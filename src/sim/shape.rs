//! Shape kinds and the static capability table
//!
//! Whether two kinds can be tested against each other is a property of the
//! kind pair alone, so callers can filter pairs before touching instance data.

use std::fmt;

use glam::Vec3;
use serde::{Deserialize, Serialize};

/// World axis
#[derive(Debug, Clone, Copy, PartialEq, Eq, Serialize, Deserialize, Default)]
pub enum Axis {
    X,
    #[default]
    Y,
    Z,
}

impl Axis {
    pub const ALL: [Axis; 3] = [Axis::X, Axis::Y, Axis::Z];

    #[inline]
    pub fn index(self) -> usize {
        match self {
            Axis::X => 0,
            Axis::Y => 1,
            Axis::Z => 2,
        }
    }

    /// Positive unit vector along this axis
    #[inline]
    pub fn unit(self) -> Vec3 {
        match self {
            Axis::X => Vec3::X,
            Axis::Y => Vec3::Y,
            Axis::Z => Vec3::Z,
        }
    }

    /// Axis carrying the largest absolute component of `v` (X wins ties)
    pub fn dominant(v: Vec3) -> Axis {
        let a = v.abs();
        if a.x >= a.y && a.x >= a.z {
            Axis::X
        } else if a.y >= a.z {
            Axis::Y
        } else {
            Axis::Z
        }
    }
}

/// Type tag of a collider, used for dispatch and diagnostics
#[derive(Debug, Clone, Copy, PartialEq, Eq, Hash, PartialOrd, Ord, Serialize, Deserialize)]
pub enum ShapeKind {
    Plane,
    Cuboid,
    Sphere,
}

impl ShapeKind {
    pub const ALL: [ShapeKind; 3] = [ShapeKind::Plane, ShapeKind::Cuboid, ShapeKind::Sphere];

    pub fn as_str(&self) -> &'static str {
        match self {
            ShapeKind::Plane => "Plane",
            ShapeKind::Cuboid => "Cuboid",
            ShapeKind::Sphere => "Sphere",
        }
    }
}

impl fmt::Display for ShapeKind {
    fn fmt(&self, f: &mut fmt::Formatter<'_>) -> fmt::Result {
        f.write_str(self.as_str())
    }
}

/// Geometry of a collider
#[derive(Debug, Clone, Copy, PartialEq, Serialize, Deserialize)]
pub enum Shape {
    /// Infinite plane at `position[axis]`
    Plane { axis: Axis },
    /// Axis-aligned box, extents taken from the collider's size
    Cuboid,
    /// Sphere, diameter taken from the collider's size
    Sphere,
}

impl Shape {
    #[inline]
    pub fn kind(&self) -> ShapeKind {
        match self {
            Shape::Plane { .. } => ShapeKind::Plane,
            Shape::Cuboid => ShapeKind::Cuboid,
            Shape::Sphere => ShapeKind::Sphere,
        }
    }
}

/// Table entry for one argument order. `None` means the order is not listed.
const fn lookup(first: ShapeKind, second: ShapeKind) -> Option<bool> {
    use ShapeKind::*;
    match (first, second) {
        (Plane, Plane) => Some(false),
        (Plane, Cuboid) => Some(true),
        (Plane, Sphere) => Some(true),
        (Cuboid, Cuboid) => Some(true),
        (Cuboid, Sphere) => Some(false),
        (Sphere, Sphere) => Some(true),
        _ => None,
    }
}

/// Returns true if a narrow-phase test exists for the two kinds, in either order
pub const fn supports_collision(first: ShapeKind, second: ShapeKind) -> bool {
    match lookup(first, second) {
        Some(supported) => supported,
        None => match lookup(second, first) {
            Some(supported) => supported,
            None => false,
        },
    }
}

#[cfg(test)]
mod tests {
    use super::*;

    #[test]
    fn test_supported_pairs() {
        use ShapeKind::*;
        assert!(supports_collision(Plane, Cuboid));
        assert!(supports_collision(Plane, Sphere));
        assert!(supports_collision(Cuboid, Cuboid));
        assert!(supports_collision(Sphere, Sphere));
        assert!(!supports_collision(Plane, Plane));
        assert!(!supports_collision(Cuboid, Sphere));
    }

    #[test]
    fn test_capability_is_symmetric() {
        for a in ShapeKind::ALL {
            for b in ShapeKind::ALL {
                assert_eq!(supports_collision(a, b), supports_collision(b, a), "{a} / {b}");
            }
        }
    }

    #[test]
    fn test_dominant_axis() {
        assert_eq!(Axis::dominant(Vec3::new(0.0, -3.0, 1.0)), Axis::Y);
        assert_eq!(Axis::dominant(Vec3::new(2.0, 2.0, 2.0)), Axis::X);
        assert_eq!(Axis::dominant(Vec3::new(0.0, 1.0, -4.0)), Axis::Z);
    }
}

**Instructions to follow:**
Read through the records above and copy the lines that contain "self".

**Answer section:**
    pub fn index(self) -> usize {
        match self {
    pub fn unit(self) -> Vec3 {
        match self {
    pub fn as_str(&self) -> &'static str {
        match self {
    fn fmt(&self, f: &mut fmt::Formatter<'_>) -> fmt::Result {
        f.write_str(self.as_str())
    pub fn kind(&self) -> ShapeKind {
        match self {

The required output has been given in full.